## Work task
Where in the data does the word "BeforeTransmitting" appear? Find those lines and copy them.

## Records provided
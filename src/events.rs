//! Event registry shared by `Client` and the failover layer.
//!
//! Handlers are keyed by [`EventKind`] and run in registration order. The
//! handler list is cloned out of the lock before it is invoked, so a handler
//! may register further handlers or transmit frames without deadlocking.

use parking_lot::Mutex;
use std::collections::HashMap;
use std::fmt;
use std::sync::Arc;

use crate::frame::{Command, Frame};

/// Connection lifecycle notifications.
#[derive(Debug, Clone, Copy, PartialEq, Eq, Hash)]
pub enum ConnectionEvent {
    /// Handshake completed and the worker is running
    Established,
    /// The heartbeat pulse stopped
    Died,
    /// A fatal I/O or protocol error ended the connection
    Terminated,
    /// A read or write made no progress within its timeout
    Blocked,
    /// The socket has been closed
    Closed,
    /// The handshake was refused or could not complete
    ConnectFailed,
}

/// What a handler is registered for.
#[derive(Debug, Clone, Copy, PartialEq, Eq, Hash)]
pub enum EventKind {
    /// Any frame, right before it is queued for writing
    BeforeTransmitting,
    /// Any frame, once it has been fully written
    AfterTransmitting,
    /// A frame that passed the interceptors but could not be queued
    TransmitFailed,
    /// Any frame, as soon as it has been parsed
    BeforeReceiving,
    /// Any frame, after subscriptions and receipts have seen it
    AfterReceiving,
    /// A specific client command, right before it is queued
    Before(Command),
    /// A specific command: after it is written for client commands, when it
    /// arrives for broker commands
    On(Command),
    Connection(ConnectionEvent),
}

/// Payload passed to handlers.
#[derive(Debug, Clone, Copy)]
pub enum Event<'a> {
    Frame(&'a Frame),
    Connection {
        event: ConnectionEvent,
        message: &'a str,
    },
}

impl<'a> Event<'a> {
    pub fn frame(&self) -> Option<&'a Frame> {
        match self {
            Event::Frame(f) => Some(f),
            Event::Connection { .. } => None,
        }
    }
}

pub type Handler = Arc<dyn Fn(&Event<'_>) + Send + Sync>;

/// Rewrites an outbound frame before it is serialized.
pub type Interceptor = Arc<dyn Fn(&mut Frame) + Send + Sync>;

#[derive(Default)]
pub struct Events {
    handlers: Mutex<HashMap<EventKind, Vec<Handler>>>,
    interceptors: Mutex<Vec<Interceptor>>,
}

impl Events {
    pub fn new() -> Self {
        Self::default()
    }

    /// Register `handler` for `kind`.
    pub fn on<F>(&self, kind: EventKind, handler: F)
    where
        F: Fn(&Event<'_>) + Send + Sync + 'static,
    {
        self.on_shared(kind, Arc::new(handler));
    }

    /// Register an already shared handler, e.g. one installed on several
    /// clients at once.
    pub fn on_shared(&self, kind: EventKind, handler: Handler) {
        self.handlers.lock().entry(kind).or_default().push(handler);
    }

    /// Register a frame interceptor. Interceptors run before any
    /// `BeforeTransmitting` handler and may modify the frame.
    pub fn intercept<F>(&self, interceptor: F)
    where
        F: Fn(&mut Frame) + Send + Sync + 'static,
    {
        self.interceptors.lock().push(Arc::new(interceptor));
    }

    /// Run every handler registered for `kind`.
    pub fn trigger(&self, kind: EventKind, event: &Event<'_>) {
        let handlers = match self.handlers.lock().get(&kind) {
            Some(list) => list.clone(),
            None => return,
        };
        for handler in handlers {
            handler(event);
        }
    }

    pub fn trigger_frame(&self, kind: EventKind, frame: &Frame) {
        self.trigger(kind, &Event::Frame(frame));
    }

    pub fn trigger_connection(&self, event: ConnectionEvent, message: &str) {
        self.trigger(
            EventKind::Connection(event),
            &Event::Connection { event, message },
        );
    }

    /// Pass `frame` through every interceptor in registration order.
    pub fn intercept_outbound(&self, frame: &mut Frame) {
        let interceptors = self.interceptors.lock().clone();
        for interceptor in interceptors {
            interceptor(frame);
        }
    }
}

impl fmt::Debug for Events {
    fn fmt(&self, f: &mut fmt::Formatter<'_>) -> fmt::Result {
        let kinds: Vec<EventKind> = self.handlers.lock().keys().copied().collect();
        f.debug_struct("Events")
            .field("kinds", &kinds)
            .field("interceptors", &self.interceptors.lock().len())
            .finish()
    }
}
==
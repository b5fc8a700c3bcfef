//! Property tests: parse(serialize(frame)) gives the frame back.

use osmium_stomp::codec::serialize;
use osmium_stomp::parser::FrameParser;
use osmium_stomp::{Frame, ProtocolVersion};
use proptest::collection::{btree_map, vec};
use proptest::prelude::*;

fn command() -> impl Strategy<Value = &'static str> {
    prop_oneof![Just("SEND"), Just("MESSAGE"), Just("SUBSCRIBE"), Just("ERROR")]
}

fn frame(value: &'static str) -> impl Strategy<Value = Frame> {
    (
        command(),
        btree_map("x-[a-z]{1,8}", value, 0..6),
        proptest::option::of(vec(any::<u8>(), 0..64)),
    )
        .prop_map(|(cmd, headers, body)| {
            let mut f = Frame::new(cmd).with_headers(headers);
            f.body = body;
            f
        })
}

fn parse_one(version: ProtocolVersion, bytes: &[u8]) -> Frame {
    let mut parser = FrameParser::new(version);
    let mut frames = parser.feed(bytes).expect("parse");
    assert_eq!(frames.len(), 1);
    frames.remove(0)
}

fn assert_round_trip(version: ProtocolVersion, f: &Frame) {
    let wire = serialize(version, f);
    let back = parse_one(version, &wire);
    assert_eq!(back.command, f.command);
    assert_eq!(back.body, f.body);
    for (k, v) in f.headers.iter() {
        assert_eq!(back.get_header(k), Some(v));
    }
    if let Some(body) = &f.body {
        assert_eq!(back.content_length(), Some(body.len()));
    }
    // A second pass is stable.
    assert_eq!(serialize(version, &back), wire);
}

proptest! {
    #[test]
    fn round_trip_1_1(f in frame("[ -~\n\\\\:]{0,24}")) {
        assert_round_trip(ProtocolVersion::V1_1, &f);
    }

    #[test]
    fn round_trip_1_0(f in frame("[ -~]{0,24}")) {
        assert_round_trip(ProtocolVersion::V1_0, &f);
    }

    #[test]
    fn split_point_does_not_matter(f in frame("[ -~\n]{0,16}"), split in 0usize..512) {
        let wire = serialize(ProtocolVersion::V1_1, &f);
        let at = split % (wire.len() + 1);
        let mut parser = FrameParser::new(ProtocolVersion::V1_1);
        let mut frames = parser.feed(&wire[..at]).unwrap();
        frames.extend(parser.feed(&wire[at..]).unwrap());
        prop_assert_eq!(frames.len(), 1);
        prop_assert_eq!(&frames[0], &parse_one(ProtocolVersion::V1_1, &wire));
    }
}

## Task output
    BeforeTransmitting,
    /// `BeforeTransmitting` handler and may modify the frame.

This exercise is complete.